- Awarded for: quality albums of the merengue and bachata music genre
- Country: United States
- Presented by: The Latin Recording Academy
- First award: 2000
- Currently held by: Eddy Herrera for Novato Apostador (2025)
- Website: latingrammy.com

= Latin Grammy Award for Best Merengue/Bachata Album =

The Latin Grammy Award for Best Merengue/Bachata Album is an honor presented annually at the Latin Grammy Awards, a ceremony that recognizes excellence and creates a wider awareness of cultural diversity and contributions of Latin recording artists in the United States and internationally.

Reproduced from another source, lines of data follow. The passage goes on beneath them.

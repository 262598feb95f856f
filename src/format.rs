//! Display formatting for prices and percentage changes
//!
//! Values are rounded as binary floats, the way the bot always rendered
//! them: `2.675` is stored as `2.67499999...` and shows as `$2.67`, while
//! exact ties such as `68234.5` go to the even neighbour.

use rust_decimal::Decimal;

/// Formats a USD price:
///
/// - `>= 1000`: no decimals, thousands grouped (`$68,234`)
/// - `>= 1`: two decimals, thousands grouped (`$1.50`)
/// - `< 1`: four decimals, no grouping (`$0.0123`)
pub fn format_price(price: Decimal) -> String {
    let Some(value) = to_float(price) else {
        return format!("${}", price);
    };

    if value >= 1000.0 {
        format!("${}", group_thousands(&format!("{:.0}", value)))
    } else if value >= 1.0 {
        format!("${}", group_thousands(&format!("{:.2}", value)))
    } else {
        format!("${:.4}", value)
    }
}

/// Formats a percentage change with an explicit sign: `+2.50%`, `-1.20%`,
/// and `0.00%` only for an exact zero.
pub fn format_change(change: Decimal) -> String {
    if change.is_zero() {
        return "0.00%".to_string();
    }
    let Some(value) = to_float(change) else {
        return format!("{}%", change);
    };

    let magnitude = format!("{:.2}", value.abs());
    if value.is_sign_negative() {
        format!("-{}%", magnitude)
    } else {
        format!("+{}%", magnitude)
    }
}

/// Nearest `f64` to the decimal, as a float parse of the API text gives
fn to_float(value: Decimal) -> Option<f64> {
    value.to_string().parse().ok()
}

/// Inserts `,` every three digits of the integer part
fn group_thousands(number: &str) -> String {
    let (sign, unsigned) = match number.strip_prefix('-') {
        Some(rest) => ("-", rest),
        None => ("", number),
    };
    let (int_part, frac_part) = match unsigned.split_once('.') {
        Some((int_part, frac)) => (int_part, Some(frac)),
        None => (unsigned, None),
    };

    let mut grouped = String::with_capacity(int_part.len() + int_part.len() / 3);
    for (i, digit) in int_part.chars().enumerate() {
        if i > 0 && (int_part.len() - i) % 3 == 0 {
            grouped.push(',');
        }
        grouped.push(digit);
    }

    match frac_part {
        Some(frac) => format!("{}{}.{}", sign, grouped, frac),
        None => format!("{}{}", sign, grouped),
    }
}
//! Libros (book catalog) endpoints

use axum::{
    extract::{rejection::QueryRejection, Query, State},
    http::StatusCode,
    Json,
};

use super::{JsonBody, LibroId};
use crate::{
    error::{AppError, AppResult},
    models::{Libro, LibroFilter, LibroInput, LibroPatch, ListParams},
    AppState,
};

pub const COLLECTION_METHODS: &str = "GET, POST";
pub const ITEM_METHODS: &str = "GET, PUT, PATCH, DELETE";

/// List books with optional author and year filters
#[utoipa::path(
    get,
    path = "/libros",
    tag = "libros",
    params(ListParams),
    responses(
        (status = 200, description = "Matching books ordered by id", body = Vec<Libro>),
        (status = 400, description = "Invalid query parameter", body = crate::error::ErrorResponse)
    )
)]
pub async fn list_libros(
    State(state): State<AppState>,
    query: Result<Query<ListParams>, QueryRejection>,
) -> AppResult<Json<Vec<Libro>>> {
    let Query(params) = query.map_err(|e| AppError::BadRequest(e.body_text()))?;
    let filter = LibroFilter::from_params(&params, state.config.api.default_limit)?;

    let libros = state.services.libros.list(&filter).await?;
    Ok(Json(libros))
}

/// Get a book by ID
#[utoipa::path(
    get,
    path = "/libros/{id}",
    tag = "libros",
    params(("id" = i32, Path, description = "Libro ID")),
    responses(
        (status = 200, description = "Book details", body = Libro),
        (status = 400, description = "Invalid id", body = crate::error::ErrorResponse),
        (status = 404, description = "Book not found", body = crate::error::ErrorResponse)
    )
)]
pub async fn get_libro(
    State(state): State<AppState>,
    LibroId(id): LibroId,
) -> AppResult<Json<Libro>> {
    let libro = state.services.libros.get_by_id(id).await?;
    Ok(Json(libro))
}

/// Create a book
#[utoipa::path(
    post,
    path = "/libros",
    tag = "libros",
    request_body = LibroInput,
    responses(
        (status = 201, description = "Book created", body = Libro),
        (status = 400, description = "Invalid input", body = crate::error::ErrorResponse)
    )
)]
pub async fn create_libro(
    State(state): State<AppState>,
    JsonBody(input): JsonBody<LibroInput>,
) -> AppResult<(StatusCode, Json<Libro>)> {
    let libro = state.services.libros.create(&input).await?;
    Ok((StatusCode::CREATED, Json(libro)))
}

/// Replace a book
#[utoipa::path(
    put,
    path = "/libros/{id}",
    tag = "libros",
    params(("id" = i32, Path, description = "Libro ID")),
    request_body = LibroInput,
    responses(
        (status = 200, description = "Book updated", body = Libro),
        (status = 400, description = "Invalid input", body = crate::error::ErrorResponse),
        (status = 404, description = "Book not found", body = crate::error::ErrorResponse)
    )
)]
pub async fn update_libro(
    State(state): State<AppState>,
    LibroId(id): LibroId,
    JsonBody(input): JsonBody<LibroInput>,
) -> AppResult<Json<Libro>> {
    let libro = state.services.libros.update(id, &input).await?;
    Ok(Json(libro))
}

/// Partially update a book. Fields left out of the body keep their value.
#[utoipa::path(
    patch,
    path = "/libros/{id}",
    tag = "libros",
    params(("id" = i32, Path, description = "Libro ID")),
    request_body = LibroPatch,
    responses(
        (status = 200, description = "Book after the update", body = Libro),
        (status = 400, description = "Invalid input", body = crate::error::ErrorResponse),
        (status = 404, description = "Book not found", body = crate::error::ErrorResponse)
    )
)]
pub async fn patch_libro(
    State(state): State<AppState>,
    LibroId(id): LibroId,
    JsonBody(patch): JsonBody<LibroPatch>,
) -> AppResult<Json<Libro>> {
    let libro = state.services.libros.patch(id, &patch).await?;
    Ok(Json(libro))
}

/// Delete a book
#[utoipa::path(
    delete,
    path = "/libros/{id}",
    tag = "libros",
    params(("id" = i32, Path, description = "Libro ID")),
    responses(
        (status = 204, description = "Book deleted"),
        (status = 404, description = "Book not found", body = crate::error::ErrorResponse)
    )
)]
pub async fn delete_libro(
    State(state): State<AppState>,
    LibroId(id): LibroId,
) -> AppResult<StatusCode> {
    state.services.libros.delete(id).await?;
    Ok(StatusCode::NO_CONTENT)
}

pub async fn collection_method_not_allowed() -> AppError {
    AppError::MethodNotAllowed {
        allow: COLLECTION_METHODS,
    }
}

pub async fn item_method_not_allowed() -> AppError {
    AppError::MethodNotAllowed {
        allow: ITEM_METHODS,
    }
}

The category is awarded for "vocal or instrumental Merengue and/or Bachata albums containing at least 51% playing time of newly recorded material". The award was originally presented as Best Merengue Album and established in 2000 before it was discontinued in 2007. The award was brought back with its current name in 2020 with the winner being a tie between Ahora by Eddy Herrera and Larimar by Daniel Santacruz.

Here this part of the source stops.